Task to complete: Look through the material below and return every line that contains "matched".

Segment Start: Data for analysis

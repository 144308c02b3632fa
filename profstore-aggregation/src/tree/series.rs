// Copyright 2025-Present Datadog, Inc. https://www.datadoghq.com/
// SPDX-License-Identifier: Apache-2.0

use super::{ProfileTree, ProfileTreeNode, SparseColumn, TreeNode, ROOT_LOCATION_ID};
use crate::error::{AggregationError, Result};
use std::ops::Range;

/// A call tree whose values are columns, one slot per snapshot index.
#[derive(Clone, Debug, Eq, PartialEq)]
pub struct SeriesNode {
    location_id: u64,
    cumulative: SparseColumn,
    /// Created the first time a stack ends at this node.
    flat: Option<SparseColumn>,
    children: Vec<SeriesNode>,
}

impl SeriesNode {
    fn new(location_id: u64) -> Self {
        Self {
            location_id,
            cumulative: SparseColumn::default(),
            flat: None,
            children: Vec::new(),
        }
    }

    /// Copies a whole profile subtree, values landing in column `index`.
    fn from_profile(node: &ProfileTreeNode, index: usize) -> Self {
        Self {
            location_id: node.location_id(),
            cumulative: SparseColumn::with_value(index, node.cumulative()),
            flat: node
                .flat_value()
                .map(|flat| SparseColumn::with_value(index, flat)),
            children: node
                .children()
                .iter()
                .map(|child| Self::from_profile(child, index))
                .collect(),
        }
    }

    fn record(&mut self, index: usize, node: &ProfileTreeNode) {
        self.cumulative.push(index, node.cumulative());
        if let Some(flat) = node.flat_value() {
            self.flat.get_or_insert_with(SparseColumn::default).push(index, flat);
        }
    }

    pub fn cumulative(&self) -> &SparseColumn {
        &self.cumulative
    }

    pub fn flat(&self) -> Option<&SparseColumn> {
        self.flat.as_ref()
    }

    fn at(&self, index: usize) -> Option<ProfileTreeNode> {
        let cumulative = self.cumulative.get_exact(index)?;
        let flat = self.flat.as_ref().and_then(|flat| flat.get_exact(index));
        let children = self
            .children
            .iter()
            .filter_map(|child| child.at(index))
            .collect();
        Some(ProfileTreeNode::with_values(
            self.location_id,
            cumulative,
            flat,
            children,
        ))
    }

    fn sum(&self, range: &Range<usize>) -> Option<ProfileTreeNode> {
        if self.cumulative.range(range.clone()).is_empty() {
            return None;
        }
        let flat = self
            .flat
            .as_ref()
            .filter(|flat| !flat.range(range.clone()).is_empty())
            .map(|flat| flat.sum(range.clone()));
        let children = self
            .children
            .iter()
            .filter_map(|child| child.sum(range))
            .collect();
        Some(ProfileTreeNode::with_values(
            self.location_id,
            self.cumulative.sum(range.clone()),
            flat,
            children,
        ))
    }
}

impl TreeNode for SeriesNode {
    #[inline]
    fn location_id(&self) -> u64 {
        self.location_id
    }

    #[inline]
    fn children(&self) -> &[Self] {
        &self.children
    }
}

/// Every snapshot of a series folded into one tree. The shape only grows;
/// snapshot `i` is stored in column `i` of the nodes it touched.
#[derive(Clone, Debug, Eq, PartialEq)]
pub struct SeriesTree {
    root: SeriesNode,
    last_index: Option<usize>,
}

impl Default for SeriesTree {
    fn default() -> Self {
        Self::new()
    }
}

impl SeriesTree {
    pub fn new() -> Self {
        Self {
            root: SeriesNode::new(ROOT_LOCATION_ID),
            last_index: None,
        }
    }

    /// Merges `profile` into column `index`, walking both trees level by
    /// level the way a sorted merge-join does.
    ///
    /// # Errors
    /// [AggregationError::OutOfOrderIndex] when `index` is not greater than
    /// the last inserted index. The tree is not modified.
    pub fn insert(&mut self, index: usize, profile: &ProfileTree) -> Result<()> {
        if let Some(last) = self.last_index {
            if index <= last {
                return Err(AggregationError::OutOfOrderIndex { last, index });
            }
        }
        self.last_index = Some(index);

        self.root.record(index, profile.root());
        let mut pending = vec![(&mut self.root, profile.root())];
        while let Some((series, node)) = pending.pop() {
            merge_children(series, node, index, &mut pending);
        }
        Ok(())
    }

    /// The profile tree of snapshot `index`. Nodes the snapshot didn't touch
    /// are left out.
    pub fn profile_tree_at(&self, index: usize) -> ProfileTree {
        self.root
            .at(index)
            .map(ProfileTree::from_root)
            .unwrap_or_default()
    }

    /// Sums every snapshot in `range` into one profile tree.
    pub fn aggregate(&self, range: Range<usize>) -> ProfileTree {
        self.root
            .sum(&range)
            .map(ProfileTree::from_root)
            .unwrap_or_default()
    }

    #[inline]
    pub fn root(&self) -> &SeriesNode {
        &self.root
    }

    pub fn last_index(&self) -> Option<usize> {
        self.last_index
    }
}

/// One step of the merge-join: brings `series`'s children in line with
/// `node`'s, writing column `index`, and queues the matched pairs whose
/// children still need joining.
fn merge_children<'s, 'p>(
    series: &'s mut SeriesNode,
    node: &'p ProfileTreeNode,
    index: usize,
    pending: &mut Vec<(&'s mut SeriesNode, &'p ProfileTreeNode)>,
) {
    let incoming = node.children();
    let children = &mut series.children;
    let mut matched = Vec::new();
    let mut cursor = 0;

    for (offset, child) in incoming.iter().enumerate() {
        loop {
            let Some(existing) = children.get(cursor) else {
                children.push(SeriesNode::from_profile(child, index));
                cursor += 1;
                break;
            };
            if existing.location_id < child.location_id() {
                cursor += 1;
            } else if existing.location_id > child.location_id() {
                children.insert(cursor, SeriesNode::new(child.location_id()));
            } else {
                children[cursor].record(index, child);
                matched.push((cursor, offset));
                cursor += 1;
                break;
            }
        }
    }

    let mut matched = matched.into_iter().peekable();
    for (position, existing) in children.iter_mut().enumerate() {
        let Some(&(wanted, offset)) = matched.peek() else {
            break;
        };
        if wanted == position {
            pending.push((existing, &incoming[offset]));
            matched.next();
        }
    }
}

#[cfg(test)]
mod tests {
    use super::*;
    use proptest::prelude::*;

    fn tree(paths: &[(&[u64], i64)]) -> ProfileTree {
        let mut tree = ProfileTree::new();
        for (path, value) in paths {
            tree.insert(*path, *value);
        }
        tree
    }

    #[test]
    fn columns_follow_insert_index() {
        let mut series = SeriesTree::new();
        series.insert(0, &tree(&[(&[2, 1], 3)])).unwrap();
        series.insert(2, &tree(&[(&[3, 1], 4), (&[2, 1], 1)])).unwrap();

        let one = series.root().children();
        assert_eq!(one.len(), 1);
        let leaves: Vec<_> = one[0].children().iter().map(|c| c.location_id()).collect();
        assert_eq!(leaves, vec![2, 3]);

        let two = &one[0].children()[0];
        assert_eq!(two.cumulative().get(0), 3);
        assert_eq!(two.cumulative().get(1), 0);
        assert_eq!(two.cumulative().get(2), 1);

        let three = &one[0].children()[1];
        assert_eq!(three.cumulative().get(0), 0);
        assert_eq!(three.flat().map(|f| f.get(2)), Some(4));
        assert!(one[0].flat().is_none());
    }

    #[test]
    fn simple_merge() {
        let mut series = SeriesTree::new();
        series.insert(0, &tree(&[(&[2, 1], 2)])).unwrap();
        series.insert(1, &tree(&[(&[3, 1], 1)])).unwrap();

        let merged = series.aggregate(0..2);
        assert_eq!(merged.total(), 3);
        assert_eq!(merged.find(&[1u64]).unwrap().cumulative(), 3);
        assert_eq!(merged.find(&[2u64, 1]).unwrap().cumulative(), 2);
        assert_eq!(merged.find(&[3u64, 1]).unwrap().cumulative(), 1);
    }

    #[test]
    fn out_of_order_index_is_rejected() {
        let mut series = SeriesTree::new();
        series.insert(3, &tree(&[(&[1], 1)])).unwrap();
        let before = series.clone();

        let err = series.insert(3, &tree(&[(&[2], 1)])).unwrap_err();
        assert!(matches!(
            err,
            AggregationError::OutOfOrderIndex { last: 3, index: 3 }
        ));
        assert_eq!(series, before);
        assert!(series.insert(1, &tree(&[(&[2], 1)])).is_err());
    }

    #[test]
    fn aggregate_sums_columns() {
        let mut series = SeriesTree::new();
        series.insert(0, &tree(&[(&[2, 1], 3)])).unwrap();
        series.insert(1, &tree(&[(&[3, 1], 4)])).unwrap();
        series.insert(2, &tree(&[(&[2, 1], 1)])).unwrap();

        let all = series.aggregate(0..3);
        assert_eq!(all, tree(&[(&[2, 1], 4), (&[3, 1], 4)]));

        let tail = series.aggregate(1..3);
        assert_eq!(tail, tree(&[(&[3, 1], 4), (&[2, 1], 1)]));

        assert_eq!(series.aggregate(5..9), ProfileTree::new());
        assert_eq!(series.profile_tree_at(7), ProfileTree::new());
    }

    fn snapshots() -> impl Strategy<Value = Vec<Vec<(Vec<u64>, i64)>>> {
        prop::collection::vec(
            prop::collection::vec(
                (prop::collection::vec(1u64..6, 0..5), 0i64..100),
                0..12,
            ),
            1..6,
        )
    }

    fn build(paths: &[(Vec<u64>, i64)]) -> ProfileTree {
        let mut tree = ProfileTree::new();
        for (path, value) in paths {
            tree.insert(path.as_slice(), *value);
        }
        tree
    }

    proptest! {
        #[test]
        fn every_snapshot_comes_back_out(snapshots in snapshots()) {
            let trees: Vec<_> = snapshots.iter().map(|s| build(s)).collect();
            let mut series = SeriesTree::new();
            for (index, tree) in trees.iter().enumerate() {
                series.insert(index, tree).unwrap();
            }
            for (index, tree) in trees.iter().enumerate() {
                prop_assert_eq!(&series.profile_tree_at(index), tree);
            }
        }

        #[test]
        fn aggregate_equals_combined_inserts(snapshots in snapshots()) {
            let mut series = SeriesTree::new();
            let mut combined = ProfileTree::new();
            for (index, paths) in snapshots.iter().enumerate() {
                series.insert(index, &build(paths)).unwrap();
                for (path, value) in paths {
                    combined.insert(path.as_slice(), *value);
                }
                prop_assert_eq!(&series.aggregate(0..index + 1), &combined);
            }
        }

        #[test]
        fn merged_tree_stays_consistent(snapshots in snapshots()) {
            let mut series = SeriesTree::new();
            for (index, paths) in snapshots.iter().enumerate() {
                series.insert(index, &build(paths)).unwrap();
            }
            let merged = series.aggregate(0..snapshots.len());
            let sum: i64 = snapshots.iter().flatten().map(|(_, v)| v).sum();
            prop_assert_eq!(merged.flat_total(), sum);
            merged.for_each(|node, _| {
                let children: i64 = node.children().iter().map(|c| c.cumulative()).sum();
                assert_eq!(node.cumulative(), node.flat() + children);
            });
        }
    }
}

Segment End: Data for analysis

Task result:
/// `node`'s, writing column `index`, and queues the matched pairs whose
    let mut matched = Vec::new();
                matched.push((cursor, offset));
    let mut matched = matched.into_iter().peekable();
        let Some(&(wanted, offset)) = matched.peek() else {
            matched.next();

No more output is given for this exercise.